Procédure devant la cour :
Par une requête, enregistrée le 20 juillet 2015, MmeD..., représentée par Me A..., demande à la cour :
1°) d'annuler le jugement du 12 mai 2015 du tribunal administratif de Rouen ;
2°) d'annuler l'arrêté du 7 octobre 2014 du préfet de la Seine-Maritime ;
3°) d'enjoindre au préfet de la Seine-Maritime de lui délivrer un titre de séjour d'une année dans un délai d'un mois à compter de la notification de l'arrêt à intervenir, sous astreinte, ou, à défaut, d'enjoindre au préfet de procéder au réexamen de sa situation dans les mêmes conditions de délai et de lui délivrer, dans l'attente une autorisation provisoire de séjour ;
4°) de mettre à la charge de l'Etat la somme de 1 500 euros en application des dispositions de l'article 37 de la loi du 10 juillet 1991.
Elle soutient que :
- le jugement attaqué est entaché d'omission à statuer ;
- le refus de titre de séjour n'est pas suffisamment motivé ;
- il est entaché d'un défaut d'examen de sa situation personnelle ;
- il méconnaît les dispositions de l'article L. 313-11 7° du code de l'entrée et du séjour des étrangers et du droit d'asile ;
- il méconnaît l'article 8 de la convention européenne de sauvegarde des droits de l'homme et des libertés fondamentales ainsi que les stipulations de l'article 3-1 de la convention internationale relative aux droits de l'enfant ;
- il est entaché d'une erreur manifeste d'appréciation de ses conséquences sur sa situation personnelle ;
- l'obligation de quitter le territoire français n'est pas suffisamment motivée ;
- elle est illégale du fait de l'illégalité de la décision portant refus de titre de séjour ;
- elle est entachée d'un défaut d'examen de sa situation personnelle ;
- elle méconnaît les dispositions de l'article L. 313-11 7° du code de l'entrée et du séjour des étrangers et du droit d'asile ;
- elle est entachée d'une erreur de droit et méconnaît l'article 8 de la convention européenne de sauvegarde des droits de l'homme et des libertés fondamentales ;
- elle méconnaît les stipulations de l'article 3-1 de la convention internationale relative aux droits de l'enfant ;
- elle est entachée d'une erreur manifeste d'appréciation de ses conséquences sur sa situation personnelle ;
- la décision fixant le pays de destination vise les dispositions de l'article L. 313-11-8 du code de l'entrée et du séjour des étrangers et du droit d'asile et non celles de l'article L. 313-13 ;
- elle méconnaît les dispositions de l'article L. 513-2 du code de l'entrée et du séjour des étrangers et du droit d'asile ;
- elle est entachée d'une erreur manifeste d'appréciation de ses conséquences sur sa situation personnelle.

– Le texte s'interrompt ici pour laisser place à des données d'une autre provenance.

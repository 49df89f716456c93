//! Profile, health goals and notification preferences for the single
//! local user.

use chrono::NaiveDate;
use serde::{Deserialize, Serialize};
use tracing::info;

#[derive(Debug, Clone, Copy, PartialEq, Eq, Serialize, Deserialize)]
#[serde(rename_all = "kebab-case")]
pub enum Gender {
    Male,
    Female,
    Other,
    PreferNotToSay,
}

impl Gender {
    pub const ALL: [Gender; 4] = [
        Gender::Male,
        Gender::Female,
        Gender::Other,
        Gender::PreferNotToSay,
    ];

    pub fn as_str(self) -> &'static str {
        match self {
            Gender::Male => "male",
            Gender::Female => "female",
            Gender::Other => "other",
            Gender::PreferNotToSay => "prefer-not-to-say",
        }
    }

    pub fn label(self) -> &'static str {
        match self {
            Gender::Male => "Male",
            Gender::Female => "Female",
            Gender::Other => "Other",
            Gender::PreferNotToSay => "Prefer not to say",
        }
    }
}

#[derive(Debug, Clone, PartialEq, Serialize, Deserialize)]
pub struct PersonalInfo {
    pub name: String,
    pub email: String,
    pub phone: String,
    pub date_of_birth: NaiveDate,
    pub gender: Gender,
    pub height_cm: f64,
}

#[derive(Debug, Clone, PartialEq, Serialize, Deserialize)]
pub struct HealthGoals {
    pub weight_kg: f64,
    pub goal_weight_kg: f64,
    pub goal_steps: u32,
    pub goal_sleep_hours: f64,
    pub goal_water_liters: f64,
}

/// Closed set of notification channels. Toggling goes through this enum so
/// an unknown channel can never reach the settings.
#[derive(Debug, Clone, Copy, PartialEq, Eq, Serialize, Deserialize)]
#[serde(rename_all = "snake_case")]
pub enum NotificationKind {
    Email,
    Push,
    Reminders,
    WeeklyReport,
}

impl NotificationKind {
    pub const ALL: [NotificationKind; 4] = [
        NotificationKind::Email,
        NotificationKind::Push,
        NotificationKind::Reminders,
        NotificationKind::WeeklyReport,
    ];

    pub fn as_str(self) -> &'static str {
        match self {
            NotificationKind::Email => "email",
            NotificationKind::Push => "push",
            NotificationKind::Reminders => "reminders",
            NotificationKind::WeeklyReport => "weekly_report",
        }
    }

    pub fn label(self) -> &'static str {
        match self {
            NotificationKind::Email => "Email Notifications",
            NotificationKind::Push => "Push Notifications",
            NotificationKind::Reminders => "Daily Reminders",
            NotificationKind::WeeklyReport => "Weekly Health Report",
        }
    }

    pub fn description(self) -> &'static str {
        match self {
            NotificationKind::Email => "Receive updates via email",
            NotificationKind::Push => "Get notified on your device",
            NotificationKind::Reminders => "Get reminded about your daily goals",
            NotificationKind::WeeklyReport => "Get a summary of your weekly progress",
        }
    }
}

#[derive(Debug, Clone, PartialEq, Eq, Serialize, Deserialize)]
pub struct NotificationSettings {
    pub email: bool,
    pub push: bool,
    pub reminders: bool,
    pub weekly_report: bool,
}

impl Default for NotificationSettings {
    fn default() -> Self {
        Self {
            email: true,
            push: true,
            reminders: true,
            weekly_report: true,
        }
    }
}

impl NotificationSettings {
    pub fn get(&self, kind: NotificationKind) -> bool {
        match kind {
            NotificationKind::Email => self.email,
            NotificationKind::Push => self.push,
            NotificationKind::Reminders => self.reminders,
            NotificationKind::WeeklyReport => self.weekly_report,
        }
    }

    /// Flips one channel and returns its new state.
    pub fn toggle(&mut self, kind: NotificationKind) -> bool {
        let flag = match kind {
            NotificationKind::Email => &mut self.email,
            NotificationKind::Push => &mut self.push,
            NotificationKind::Reminders => &mut self.reminders,
            NotificationKind::WeeklyReport => &mut self.weekly_report,
        };
        *flag = !*flag;
        *flag
    }
}

#[derive(Debug, Clone, PartialEq, Serialize)]
pub struct ProfileSettings {
    pub personal: PersonalInfo,
    pub goals: HealthGoals,
    pub notifications: NotificationSettings,
}

impl Default for ProfileSettings {
    fn default() -> Self {
        Self {
            personal: PersonalInfo {
                name: "Alex Johnson".to_string(),
                email: "alex.johnson@example.com".to_string(),
                phone: "+1 (555) 123-4567".to_string(),
                date_of_birth: NaiveDate::from_ymd_opt(1990, 6, 15).unwrap_or_default(),
                gender: Gender::Male,
                height_cm: 175.0,
            },
            goals: HealthGoals {
                weight_kg: 70.0,
                goal_weight_kg: 68.0,
                goal_steps: 10_000,
                goal_sleep_hours: 8.0,
                goal_water_liters: 2.5,
            },
            notifications: NotificationSettings::default(),
        }
    }
}

impl ProfileSettings {
    pub fn update_personal(&mut self, personal: PersonalInfo) {
        info!(gender = personal.gender.as_str(), "personal info updated");
        self.personal = personal;
    }

    pub fn update_goals(&mut self, goals: HealthGoals) {
        info!(
            goal_steps = goals.goal_steps,
            goal_water_liters = goals.goal_water_liters,
            "health goals updated"
        );
        self.goals = goals;
    }

    pub fn toggle_notification(&mut self, kind: NotificationKind) -> bool {
        let enabled = self.notifications.toggle(kind);
        info!(kind = kind.as_str(), enabled, "notification preference toggled");
        enabled
    }
}
use crate::dashboard::TimeRange;
use crate::profile::NotificationKind;
use serde::{Deserialize, Deserializer, Serialize};
use std::{fmt, str::FromStr};

/// Treats a missing, null or blank string as `None`. HTML forms submit
/// untouched inputs as empty strings.
pub fn empty_string_as_none<'de, D, T>(de: D) -> Result<Option<T>, D::Error>
where
    D: Deserializer<'de>,
    T: FromStr,
    T::Err: fmt::Display,
{
    let raw: Option<String> = Option::deserialize(de)?;
    match raw.as_deref().map(str::trim) {
        None | Some("") => Ok(None),
        Some(value) => value.parse().map(Some).map_err(serde::de::Error::custom),
    }
}

#[derive(Debug, Default, Deserialize)]
pub struct SearchQuery {
    #[serde(default)]
    pub q: String,
}

#[derive(Debug, Default, Deserialize)]
pub struct JournalPageQuery {
    #[serde(default)]
    pub q: String,
    #[serde(default)]
    pub new: bool,
    #[serde(default)]
    pub created: bool,
}

#[derive(Debug, Default, Deserialize)]
pub struct DashboardQuery {
    #[serde(default)]
    pub range: TimeRange,
}

#[derive(Debug, Clone, Copy, Default, PartialEq, Eq, Deserialize)]
#[serde(rename_all = "lowercase")]
pub enum ProfileTab {
    #[default]
    Personal,
    Goals,
    Notifications,
}

#[derive(Debug, Clone, Copy, PartialEq, Eq, Deserialize)]
#[serde(rename_all = "lowercase")]
pub enum SavedSection {
    Profile,
    Goals,
}

#[derive(Debug, Default, Deserialize)]
pub struct ProfilePageQuery {
    #[serde(default)]
    pub tab: ProfileTab,
    #[serde(default)]
    pub saved: Option<SavedSection>,
}

#[derive(Debug, Deserialize)]
pub struct ToggleRequest {
    pub kind: NotificationKind,
}

#[derive(Debug, Serialize, Deserialize)]
pub struct SessionResponse {
    pub logged_in: bool,
}
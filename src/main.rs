use health_journal::{AppState, Config, router};
use tracing::{error, info};
use tracing_subscriber::{EnvFilter, fmt};

#[tokio::main]
async fn main() -> Result<(), Box<dyn std::error::Error>> {
    fmt()
        .with_env_filter(EnvFilter::from_default_env().add_directive("info".parse()?))
        .init();

    let config = Config::from_env();
    let state = AppState::from_config(&config);
    info!(
        entries = state.journal.lock().await.len(),
        seeded = config.seed_samples,
        "journal ready"
    );

    let app = router(state);
    let addr = config.socket_addr();

    info!("listening on http://{addr}");
    let listener = tokio::net::TcpListener::bind(addr).await?;
    axum::serve(listener, app)
        .with_graceful_shutdown(shutdown_signal())
        .await?;

    Ok(())
}

async fn shutdown_signal() {
    if let Err(err) = tokio::signal::ctrl_c().await {
        error!("failed to listen for shutdown signal: {err}");
        std::future::pending::<()>().await;
    }
    info!("shutting down");
}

Par un mémoire en défense, enregistré le 9 octobre 2015, le préfet de la Seine-Maritime conclut, à titre principal, au non-lieu à statuer sur les conclusions de la requête et, à titre subsidiaire, au rejet de celle-ci.
Il soutient que :
- Mme D...et son époux ayant obtenu un titre de séjour, la requête est devenue sans objet ;
- les moyens de la requête ne sont, en tout état de cause, pas fondés.
Mme D...a été admise au bénéfice de l'aide juridictionnelle totale par une décision du 15 juin 2015.
Vu les autres pièces du dossier.
Vu :
- la convention européenne de sauvegarde des droits de l'homme et des libertés fondamentales ;
- la convention internationale relative aux droits de l'enfant ;
- le code de l'entrée et du séjour des étrangers et du droit d'asile ;
- la loi n° 79-587 du 11 juillet 1979 ;
- la loi n° 91-647 du 10 juillet 1991 ;
- le code de justice administrative.
Le président de la formation de jugement a dispensé le rapporteur public, sur sa proposition, de prononcer des conclusions à l'audience.
Les parties ont été régulièrement averties du jour de l'audience.
Le rapport de M. Lavail Dellaporta, président-assesseur, a été entendu au cours de l'audience publique.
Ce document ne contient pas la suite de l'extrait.